(Material for the task Opens)
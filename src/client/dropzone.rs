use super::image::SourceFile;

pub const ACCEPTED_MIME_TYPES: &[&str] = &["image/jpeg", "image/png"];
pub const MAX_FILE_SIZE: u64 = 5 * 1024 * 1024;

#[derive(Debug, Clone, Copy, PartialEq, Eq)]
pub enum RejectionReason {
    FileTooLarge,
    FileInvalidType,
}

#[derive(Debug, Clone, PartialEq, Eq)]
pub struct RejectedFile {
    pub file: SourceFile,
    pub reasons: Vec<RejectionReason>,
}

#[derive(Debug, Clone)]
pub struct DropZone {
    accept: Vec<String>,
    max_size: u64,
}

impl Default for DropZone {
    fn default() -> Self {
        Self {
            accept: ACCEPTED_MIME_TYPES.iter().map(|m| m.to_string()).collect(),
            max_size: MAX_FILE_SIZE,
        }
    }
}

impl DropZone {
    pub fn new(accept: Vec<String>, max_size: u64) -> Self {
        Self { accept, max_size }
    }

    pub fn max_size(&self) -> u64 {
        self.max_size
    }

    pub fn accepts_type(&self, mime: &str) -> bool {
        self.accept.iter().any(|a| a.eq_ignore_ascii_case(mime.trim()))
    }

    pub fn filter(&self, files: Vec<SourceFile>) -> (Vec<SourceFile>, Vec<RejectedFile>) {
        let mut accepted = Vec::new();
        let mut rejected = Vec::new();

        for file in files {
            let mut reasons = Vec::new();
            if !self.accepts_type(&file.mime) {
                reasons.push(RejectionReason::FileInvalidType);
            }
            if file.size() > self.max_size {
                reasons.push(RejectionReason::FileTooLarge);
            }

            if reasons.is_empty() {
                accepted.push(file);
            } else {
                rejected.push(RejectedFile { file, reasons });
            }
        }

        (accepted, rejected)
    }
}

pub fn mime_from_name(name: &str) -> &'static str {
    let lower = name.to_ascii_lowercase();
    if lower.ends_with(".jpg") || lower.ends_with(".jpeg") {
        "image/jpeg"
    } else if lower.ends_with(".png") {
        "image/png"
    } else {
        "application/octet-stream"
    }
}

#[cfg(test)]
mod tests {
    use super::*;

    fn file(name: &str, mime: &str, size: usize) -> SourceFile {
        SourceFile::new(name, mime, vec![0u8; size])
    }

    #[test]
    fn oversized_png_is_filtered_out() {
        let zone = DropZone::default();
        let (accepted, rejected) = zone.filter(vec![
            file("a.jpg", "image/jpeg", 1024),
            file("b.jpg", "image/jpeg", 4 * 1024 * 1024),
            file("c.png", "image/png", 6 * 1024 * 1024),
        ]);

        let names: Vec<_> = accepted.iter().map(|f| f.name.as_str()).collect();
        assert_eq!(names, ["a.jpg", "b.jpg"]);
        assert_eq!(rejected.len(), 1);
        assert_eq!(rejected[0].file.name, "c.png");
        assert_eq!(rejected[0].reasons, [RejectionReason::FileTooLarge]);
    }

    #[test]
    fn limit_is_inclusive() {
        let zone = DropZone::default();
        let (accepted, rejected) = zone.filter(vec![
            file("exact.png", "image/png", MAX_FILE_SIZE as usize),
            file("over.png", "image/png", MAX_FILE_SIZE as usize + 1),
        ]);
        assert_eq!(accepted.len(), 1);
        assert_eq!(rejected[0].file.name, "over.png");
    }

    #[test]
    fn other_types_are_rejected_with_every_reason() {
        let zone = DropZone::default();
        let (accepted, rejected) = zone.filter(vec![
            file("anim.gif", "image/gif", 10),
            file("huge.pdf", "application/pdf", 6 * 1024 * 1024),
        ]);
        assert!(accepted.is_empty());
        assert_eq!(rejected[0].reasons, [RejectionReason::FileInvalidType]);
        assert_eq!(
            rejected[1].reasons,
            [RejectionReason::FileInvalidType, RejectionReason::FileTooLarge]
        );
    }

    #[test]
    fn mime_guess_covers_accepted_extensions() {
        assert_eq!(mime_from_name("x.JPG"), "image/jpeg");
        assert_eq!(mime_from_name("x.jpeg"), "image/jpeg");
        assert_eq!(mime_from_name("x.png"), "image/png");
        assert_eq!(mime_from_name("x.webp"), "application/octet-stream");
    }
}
(Material for the task Closes)
▶ Task prompt
Using the listing above, report each line that mentions the word "files".

▶ Answer space
    pub fn filter(&self, files: Vec<SourceFile>) -> (Vec<SourceFile>, Vec<RejectedFile>) {
        for file in files {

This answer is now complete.